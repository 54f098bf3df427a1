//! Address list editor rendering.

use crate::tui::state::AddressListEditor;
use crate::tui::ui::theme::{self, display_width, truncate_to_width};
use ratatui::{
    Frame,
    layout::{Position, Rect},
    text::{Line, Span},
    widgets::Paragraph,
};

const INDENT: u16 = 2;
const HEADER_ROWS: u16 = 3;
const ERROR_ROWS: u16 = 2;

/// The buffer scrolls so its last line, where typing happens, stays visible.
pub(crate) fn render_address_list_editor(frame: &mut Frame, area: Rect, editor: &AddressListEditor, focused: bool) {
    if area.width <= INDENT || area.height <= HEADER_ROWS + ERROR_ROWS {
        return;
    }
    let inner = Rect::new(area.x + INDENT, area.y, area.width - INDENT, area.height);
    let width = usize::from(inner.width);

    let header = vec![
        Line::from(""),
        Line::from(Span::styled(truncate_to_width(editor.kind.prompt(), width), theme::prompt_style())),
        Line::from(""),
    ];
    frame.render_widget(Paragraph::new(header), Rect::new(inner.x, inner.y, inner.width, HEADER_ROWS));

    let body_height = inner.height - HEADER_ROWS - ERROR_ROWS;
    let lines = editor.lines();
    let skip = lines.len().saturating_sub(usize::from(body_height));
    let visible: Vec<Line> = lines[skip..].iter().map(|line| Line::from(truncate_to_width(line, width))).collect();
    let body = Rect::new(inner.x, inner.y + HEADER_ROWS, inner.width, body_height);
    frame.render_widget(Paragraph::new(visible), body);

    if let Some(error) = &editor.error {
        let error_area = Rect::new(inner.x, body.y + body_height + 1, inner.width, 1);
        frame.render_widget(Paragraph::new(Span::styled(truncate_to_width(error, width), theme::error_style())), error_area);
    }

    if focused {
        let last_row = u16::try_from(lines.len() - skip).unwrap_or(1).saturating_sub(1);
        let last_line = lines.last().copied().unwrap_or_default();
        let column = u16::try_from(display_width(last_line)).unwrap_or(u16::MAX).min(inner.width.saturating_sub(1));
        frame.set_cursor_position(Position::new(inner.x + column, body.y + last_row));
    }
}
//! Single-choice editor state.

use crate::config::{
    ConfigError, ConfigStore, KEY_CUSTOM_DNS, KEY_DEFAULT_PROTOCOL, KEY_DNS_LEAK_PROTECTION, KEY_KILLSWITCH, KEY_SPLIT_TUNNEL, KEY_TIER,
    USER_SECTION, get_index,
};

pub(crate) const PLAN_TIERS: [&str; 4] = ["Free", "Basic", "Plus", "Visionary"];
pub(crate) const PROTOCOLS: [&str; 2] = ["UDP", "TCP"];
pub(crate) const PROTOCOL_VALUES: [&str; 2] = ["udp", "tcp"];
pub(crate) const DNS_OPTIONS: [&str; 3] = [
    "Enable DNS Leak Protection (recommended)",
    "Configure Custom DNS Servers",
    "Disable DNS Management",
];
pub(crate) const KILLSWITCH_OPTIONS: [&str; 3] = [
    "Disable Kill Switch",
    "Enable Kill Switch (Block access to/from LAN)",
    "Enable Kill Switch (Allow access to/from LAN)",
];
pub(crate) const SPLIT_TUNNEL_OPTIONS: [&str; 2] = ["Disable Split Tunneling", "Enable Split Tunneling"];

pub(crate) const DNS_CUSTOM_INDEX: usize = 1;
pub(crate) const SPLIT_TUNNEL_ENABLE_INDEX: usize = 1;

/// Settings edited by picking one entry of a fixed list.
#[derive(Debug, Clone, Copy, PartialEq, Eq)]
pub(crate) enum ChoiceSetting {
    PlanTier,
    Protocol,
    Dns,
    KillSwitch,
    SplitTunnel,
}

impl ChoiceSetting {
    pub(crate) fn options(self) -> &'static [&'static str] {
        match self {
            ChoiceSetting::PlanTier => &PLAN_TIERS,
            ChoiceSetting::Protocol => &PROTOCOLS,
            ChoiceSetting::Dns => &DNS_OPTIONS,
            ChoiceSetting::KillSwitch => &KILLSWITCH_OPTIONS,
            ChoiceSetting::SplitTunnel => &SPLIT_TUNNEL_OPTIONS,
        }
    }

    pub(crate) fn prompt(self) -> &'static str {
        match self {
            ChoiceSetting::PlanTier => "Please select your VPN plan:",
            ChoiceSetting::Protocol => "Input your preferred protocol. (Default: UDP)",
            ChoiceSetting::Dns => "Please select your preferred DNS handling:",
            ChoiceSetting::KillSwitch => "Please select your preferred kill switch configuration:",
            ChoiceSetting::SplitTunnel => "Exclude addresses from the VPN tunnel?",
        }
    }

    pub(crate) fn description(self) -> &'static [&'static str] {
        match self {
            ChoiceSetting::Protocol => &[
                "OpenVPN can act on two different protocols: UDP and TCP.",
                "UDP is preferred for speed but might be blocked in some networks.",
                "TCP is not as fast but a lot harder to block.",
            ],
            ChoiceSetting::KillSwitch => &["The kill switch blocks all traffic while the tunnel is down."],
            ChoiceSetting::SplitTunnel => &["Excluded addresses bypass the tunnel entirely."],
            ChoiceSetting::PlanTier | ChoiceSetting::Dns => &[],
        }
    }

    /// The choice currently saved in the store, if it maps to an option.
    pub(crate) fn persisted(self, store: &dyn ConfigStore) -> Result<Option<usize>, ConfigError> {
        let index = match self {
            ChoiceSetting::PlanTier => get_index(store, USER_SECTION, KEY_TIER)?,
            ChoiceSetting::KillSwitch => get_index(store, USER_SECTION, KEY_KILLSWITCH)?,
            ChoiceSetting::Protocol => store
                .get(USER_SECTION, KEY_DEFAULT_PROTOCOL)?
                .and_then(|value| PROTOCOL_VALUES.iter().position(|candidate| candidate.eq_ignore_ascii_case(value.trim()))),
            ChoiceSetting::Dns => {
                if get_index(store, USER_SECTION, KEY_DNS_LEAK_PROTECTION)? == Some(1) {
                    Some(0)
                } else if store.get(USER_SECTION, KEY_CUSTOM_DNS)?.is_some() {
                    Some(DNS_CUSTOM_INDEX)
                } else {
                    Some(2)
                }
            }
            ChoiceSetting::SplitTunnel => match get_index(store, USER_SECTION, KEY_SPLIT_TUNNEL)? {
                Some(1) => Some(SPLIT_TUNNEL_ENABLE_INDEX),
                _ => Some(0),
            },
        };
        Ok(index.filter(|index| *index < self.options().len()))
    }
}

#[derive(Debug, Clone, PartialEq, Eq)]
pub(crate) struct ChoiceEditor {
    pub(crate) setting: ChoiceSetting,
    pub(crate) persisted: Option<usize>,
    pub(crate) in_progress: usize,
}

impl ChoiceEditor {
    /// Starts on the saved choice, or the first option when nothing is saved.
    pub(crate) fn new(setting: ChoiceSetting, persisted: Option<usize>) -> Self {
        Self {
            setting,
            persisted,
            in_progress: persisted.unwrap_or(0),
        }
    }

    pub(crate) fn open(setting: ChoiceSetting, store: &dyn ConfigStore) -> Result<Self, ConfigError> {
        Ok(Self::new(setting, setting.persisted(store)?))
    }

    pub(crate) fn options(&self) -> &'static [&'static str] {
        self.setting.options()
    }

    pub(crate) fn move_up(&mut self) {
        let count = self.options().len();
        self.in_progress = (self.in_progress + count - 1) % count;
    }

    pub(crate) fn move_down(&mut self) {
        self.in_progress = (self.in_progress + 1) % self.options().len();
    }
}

================================

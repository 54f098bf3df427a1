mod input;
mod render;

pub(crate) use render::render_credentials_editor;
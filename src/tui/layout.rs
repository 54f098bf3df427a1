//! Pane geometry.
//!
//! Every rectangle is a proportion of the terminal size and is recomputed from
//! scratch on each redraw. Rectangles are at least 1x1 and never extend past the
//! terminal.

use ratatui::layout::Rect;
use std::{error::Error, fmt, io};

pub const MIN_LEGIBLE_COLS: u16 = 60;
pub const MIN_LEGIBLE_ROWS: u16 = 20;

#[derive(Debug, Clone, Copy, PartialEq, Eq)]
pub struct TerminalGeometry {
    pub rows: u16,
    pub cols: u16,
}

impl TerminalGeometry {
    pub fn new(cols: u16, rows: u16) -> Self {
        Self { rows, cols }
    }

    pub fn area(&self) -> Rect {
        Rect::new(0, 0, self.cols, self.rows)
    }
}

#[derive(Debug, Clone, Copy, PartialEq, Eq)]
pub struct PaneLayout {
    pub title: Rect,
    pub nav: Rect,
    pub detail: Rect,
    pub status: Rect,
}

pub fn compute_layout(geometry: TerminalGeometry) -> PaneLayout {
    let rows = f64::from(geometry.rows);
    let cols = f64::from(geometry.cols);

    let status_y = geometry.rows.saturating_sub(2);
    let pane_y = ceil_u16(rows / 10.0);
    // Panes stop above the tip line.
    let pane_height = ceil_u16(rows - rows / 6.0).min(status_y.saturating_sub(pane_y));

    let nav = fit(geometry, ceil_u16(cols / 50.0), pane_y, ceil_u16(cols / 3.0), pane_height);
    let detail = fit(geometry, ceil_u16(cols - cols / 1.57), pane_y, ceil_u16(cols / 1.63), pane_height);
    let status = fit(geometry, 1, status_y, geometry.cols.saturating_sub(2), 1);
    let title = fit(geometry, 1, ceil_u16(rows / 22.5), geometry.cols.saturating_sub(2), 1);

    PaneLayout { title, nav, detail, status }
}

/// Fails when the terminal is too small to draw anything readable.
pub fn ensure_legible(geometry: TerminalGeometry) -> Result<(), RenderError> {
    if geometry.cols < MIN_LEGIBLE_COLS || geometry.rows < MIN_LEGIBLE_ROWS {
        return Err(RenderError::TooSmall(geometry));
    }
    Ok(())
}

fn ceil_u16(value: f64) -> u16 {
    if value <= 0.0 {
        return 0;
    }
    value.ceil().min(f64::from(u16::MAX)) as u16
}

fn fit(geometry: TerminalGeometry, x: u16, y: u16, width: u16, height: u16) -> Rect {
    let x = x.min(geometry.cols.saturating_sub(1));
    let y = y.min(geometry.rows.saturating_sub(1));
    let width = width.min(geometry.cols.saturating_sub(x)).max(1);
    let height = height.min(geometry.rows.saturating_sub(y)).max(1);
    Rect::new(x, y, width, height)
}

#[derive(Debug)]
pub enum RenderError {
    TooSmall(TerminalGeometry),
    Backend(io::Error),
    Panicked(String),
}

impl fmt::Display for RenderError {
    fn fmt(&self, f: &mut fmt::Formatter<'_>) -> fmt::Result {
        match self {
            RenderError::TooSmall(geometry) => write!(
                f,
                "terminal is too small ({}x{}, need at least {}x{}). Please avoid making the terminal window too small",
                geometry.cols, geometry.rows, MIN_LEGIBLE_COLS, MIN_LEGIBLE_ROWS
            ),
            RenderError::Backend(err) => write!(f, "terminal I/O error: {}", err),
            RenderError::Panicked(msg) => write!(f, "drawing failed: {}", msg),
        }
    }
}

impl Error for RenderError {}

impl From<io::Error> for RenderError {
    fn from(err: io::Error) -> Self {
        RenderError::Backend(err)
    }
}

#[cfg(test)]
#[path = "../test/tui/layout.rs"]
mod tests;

================================

§ **ACTIVITY**:
Tally the lines that hold the word "PaneLayout" in the listing, and give the tally with nothing else.

§ **RESULT OF THIS TASK**:
3